* _Records for the task_
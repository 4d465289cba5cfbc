//! Driver ATA/IDE (canal primário)
//!
//! ## Portas I/O
//!
//! | Porta  | Função           |
//! |--------|------------------|
//! | 0x1F0  | Data Register    |
//! | 0x1F1  | Error/Features   |
//! | 0x1F7  | Status/Command   |
//!
//! A interrupção do canal primário é entregue pelo dispatcher; a linha
//! secundária nunca chega aqui (dispara espúria em hardware emulado).

#![allow(dead_code)]

use crate::arch::platform::ports::inb;

/// Portas do Primary ATA
mod ports {
    pub const DATA: u16 = 0x1F0;
    pub const ERROR: u16 = 0x1F1;
    pub const STATUS: u16 = 0x1F7;
}

/// Bits do Status Register
mod status {
    pub const BSY: u8 = 0x80; // Busy
    pub const DRDY: u8 = 0x40; // Drive Ready
    pub const ERR: u8 = 0x01; // Error
}

/// Detecta a presença do controlador no canal primário.
pub fn init() {
    let st = inb(ports::STATUS);
    if st == 0xFF {
        // Barramento flutuando: sem controlador
        crate::kwarn!("(IDE) Canal primario ausente");
        return;
    }
    crate::kinfo!("(IDE) Canal primario presente. Status=", st as u64);
}

/// Entrada de interrupção do canal primário.
///
/// Ler STATUS baixa a linha de interrupção no controlador; sem fila de
/// requisições pendente, é só isso que o acknowledge exige.
pub fn interrupt() {
    let st = inb(ports::STATUS);
    if st & status::ERR != 0 {
        crate::kwarn!("(IDE) Erro reportado. Error=", inb(ports::ERROR) as u64);
    }
    crate::ktrace!("(IDE) Interrupcao tratada. Status=", st as u64);
}
//! Dispatcher central de traps.
//!
//! Toda transferência de controle para o kernel (interrupção de hardware,
//! exceção da CPU ou syscall) chega aqui com um `TrapFrame` montado pelos
//! stubs de `vectors.rs`. Cada invocação é uma transição autocontida:
//! classifica o vetor, executa o tratamento do caso e aplica a política
//! pós-despacho (derrubada de tarefa morta, preempção no tick do timer).
//!
//! A ordem dos campos do `TrapFrame` e o espaço de números de vetor são
//! contrato fixo com os stubs; não renumerar de forma independente.

use crate::arch::x86_64::apic::lapic;
use crate::arch::{Cpu, CpuOps};
use crate::kcore::time::ticks;
use crate::sched::{self, percpu, TaskState};

// --- Números de vetor ---

/// Exceção de Page Fault.
pub const T_PGFLT: u8 = 14;
/// Vetor de syscall, invocável por `int` do Ring 3.
pub const T_SYSCALL: u8 = 64;
/// Base dos IRQs externos (0-31 são exceções da CPU).
pub const T_IRQ0: u8 = 32;

pub const IRQ_TIMER: u8 = 0;
pub const IRQ_KBD: u8 = 1;
pub const IRQ_COM1: u8 = 4;
pub const IRQ_IDE: u8 = 14;
pub const IRQ_SPURIOUS: u8 = 31;

/// Estado do processador capturado na entrada do trap.
///
/// Layout fixo com os stubs: registradores gerais na ordem de push, número
/// do vetor, código de erro e o hardware frame empilhado pela CPU.
#[derive(Debug, Clone, Copy)]
#[repr(C)]
pub struct TrapFrame {
    pub r15: u64,
    pub r14: u64,
    pub r13: u64,
    pub r12: u64,
    pub r11: u64,
    pub r10: u64,
    pub r9: u64,
    pub r8: u64,
    pub rsi: u64,
    pub rdi: u64,
    pub rbp: u64,
    pub rdx: u64,
    pub rcx: u64,
    pub rbx: u64,
    pub rax: u64,

    pub vector: u64,
    pub error_code: u64,

    // Empilhado pela CPU
    pub rip: u64,
    pub cs: u64,
    pub rflags: u64,
    pub rsp: u64,
    pub ss: u64,
}

impl TrapFrame {
    /// Frame zerado (útil em testes).
    pub const fn zeroed() -> Self {
        // SAFETY: TrapFrame é repr(C) composto só de u64
        unsafe { core::mem::zeroed() }
    }
}

/// Privilégio do contexto interrompido, derivado dos bits baixos de CS.
#[derive(Debug, Clone, Copy, PartialEq, Eq)]
pub enum Privilege {
    Kernel,
    User,
}

impl Privilege {
    #[inline]
    pub fn from_cs(cs: u64) -> Self {
        if cs & 0x3 == 0 {
            Privilege::Kernel
        } else {
            Privilege::User
        }
    }
}

/// Classificação fechada dos vetores conhecidos.
#[derive(Debug, Clone, Copy, PartialEq, Eq)]
pub enum Trap {
    Syscall,
    Timer,
    Ide,
    /// Linha secundária do controlador IDE: reconhecida, nunca tratada.
    IdeSecondary,
    Keyboard,
    Com1,
    Spurious,
    PageFault,
    Unknown(u8),
}

impl Trap {
    pub fn classify(vector: u8) -> Trap {
        match vector {
            T_SYSCALL => Trap::Syscall,
            T_PGFLT => Trap::PageFault,
            v if v == T_IRQ0 + IRQ_TIMER => Trap::Timer,
            v if v == T_IRQ0 + IRQ_IDE => Trap::Ide,
            v if v == T_IRQ0 + IRQ_IDE + 1 => Trap::IdeSecondary,
            v if v == T_IRQ0 + IRQ_KBD => Trap::Keyboard,
            v if v == T_IRQ0 + IRQ_COM1 => Trap::Com1,
            v if v == T_IRQ0 + 7 || v == T_IRQ0 + IRQ_SPURIOUS => Trap::Spurious,
            v => Trap::Unknown(v),
        }
    }
}

/// Decisão de derrubada de uma tarefa morta, em função do privilégio do
/// contexto interrompido.
///
/// Nunca desenrolar execução de kernel: uma tarefa morta interrompida em
/// modo kernel continua até o ponto seguro de retorno de syscall.
#[derive(Debug, Clone, Copy, PartialEq, Eq)]
pub enum TerminationDecision {
    /// Derrubar agora: a tarefa estava em modo usuário.
    TerminateNow,
    /// Adiar: a tarefa está no meio de execução de kernel.
    Defer,
    /// Nada a fazer.
    Continue,
}

pub fn termination_decision(privilege: Privilege, killed: bool) -> TerminationDecision {
    match (privilege, killed) {
        (_, false) => TerminationDecision::Continue,
        (Privilege::User, true) => TerminationDecision::TerminateNow,
        (Privilege::Kernel, true) => TerminationDecision::Defer,
    }
}

/// Entrada única de despacho, chamada pelos stubs com o frame montado.
#[no_mangle]
pub extern "C" fn trap_handler(frame: &mut TrapFrame) {
    let trap = Trap::classify(frame.vector as u8);

    match trap {
        Trap::Syscall => {
            let task = match percpu::current_task() {
                Some(task) => task,
                None => panic!("syscall sem tarefa corrente"),
            };
            if task.killed() {
                sched::exit_current();
            }
            task.set_trap_frame(frame);
            crate::syscall::syscall_dispatcher(&task);
            // Outro núcleo pode ter ligado a flag durante a chamada
            if task.killed() {
                sched::exit_current();
            }
            return;
        }
        Trap::Timer => {
            // Apenas o núcleo designado avança o relógio global
            if Cpu::core_id() == ticks::TICK_CPU {
                ticks::tick();
            }
            lapic::eoi();
        }
        Trap::Ide => {
            crate::drivers::ide::interrupt();
            lapic::eoi();
        }
        Trap::IdeSecondary => {
            // A linha secundária dispara espúria em hardware emulado
            lapic::eoi();
        }
        Trap::Keyboard => {
            crate::drivers::keyboard::interrupt();
            lapic::eoi();
        }
        Trap::Com1 => {
            crate::drivers::serial::interrupt();
            lapic::eoi();
        }
        Trap::Spurious => {
            crate::kwarn!("(Trap) Interrupcao espuria no nucleo:", Cpu::core_id() as u64);
            crate::klog!("       CS=", frame.cs, " RIP=", frame.rip);
            crate::knl!();
            lapic::eoi();
        }
        Trap::PageFault => {
            crate::mm::fault::page_fault(frame);
        }
        Trap::Unknown(vector) => {
            unknown_trap(vector, frame);
        }
    }

    post_dispatch(trap, frame);
}

/// Vetor fora da classificação: defeito do kernel se o contexto era
/// privilegiado (ou não havia tarefa); tarefa mal-comportada caso contrário.
fn unknown_trap(vector: u8, frame: &TrapFrame) {
    let fault_addr = Cpu::fault_address();

    match percpu::current_task() {
        Some(task) if Privilege::from_cs(frame.cs) == Privilege::User => {
            crate::kerror!("(Trap) Trap inesperado de usuario. Vetor=", vector as u64);
            crate::klog!("       TID=", task.tid.as_u32() as u64, " Nome=");
            crate::klog!(task.name);
            crate::knl!();
            crate::klog!("       Err=", frame.error_code, " Nucleo=", Cpu::core_id() as u64);
            crate::knl!();
            crate::klog!("       RIP=", frame.rip, " CR2=", fault_addr);
            crate::knl!();
            crate::kerror!("(Trap) Matando tarefa");
            task.mark_killed();
        }
        _ => {
            crate::kerror!("(Trap) Trap inesperado em contexto de kernel. Vetor=", vector as u64);
            crate::kerror!("(Trap) Nucleo:", Cpu::core_id() as u64);
            crate::kerror!("(Trap) RIP:", frame.rip);
            crate::kerror!("(Trap) CR2:", fault_addr);
            panic!("trap inesperado");
        }
    }
}

/// Política pós-despacho, aplicada a todo caso exceto syscall.
fn post_dispatch(trap: Trap, frame: &TrapFrame) {
    let privilege = Privilege::from_cs(frame.cs);

    // Tarefa morta interrompida em modo usuário é derrubada aqui; em modo
    // kernel a derrubada espera o retorno de syscall.
    if let Some(task) = percpu::current_task() {
        if termination_decision(privilege, task.killed()) == TerminationDecision::TerminateNow {
            sched::exit_current();
        }
    }

    // Tick do timer é o ponto de preempção: quem está Running cede a CPU.
    if trap == Trap::Timer {
        if let Some(task) = percpu::current_task() {
            if task.state() == TaskState::Running {
                sched::yield_now();
            }
        }
    }

    // A flag pode ter sido ligada enquanto a tarefa estava preemptada
    if let Some(task) = percpu::current_task() {
        if termination_decision(privilege, task.killed()) == TerminationDecision::TerminateNow {
            sched::exit_current();
        }
    }
}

* _Exercise details_
Filter the data above down to lines with the word "PageFault", and copy them.

* _Your response_
    PageFault,
            T_PGFLT => Trap::PageFault,
        Trap::PageFault => {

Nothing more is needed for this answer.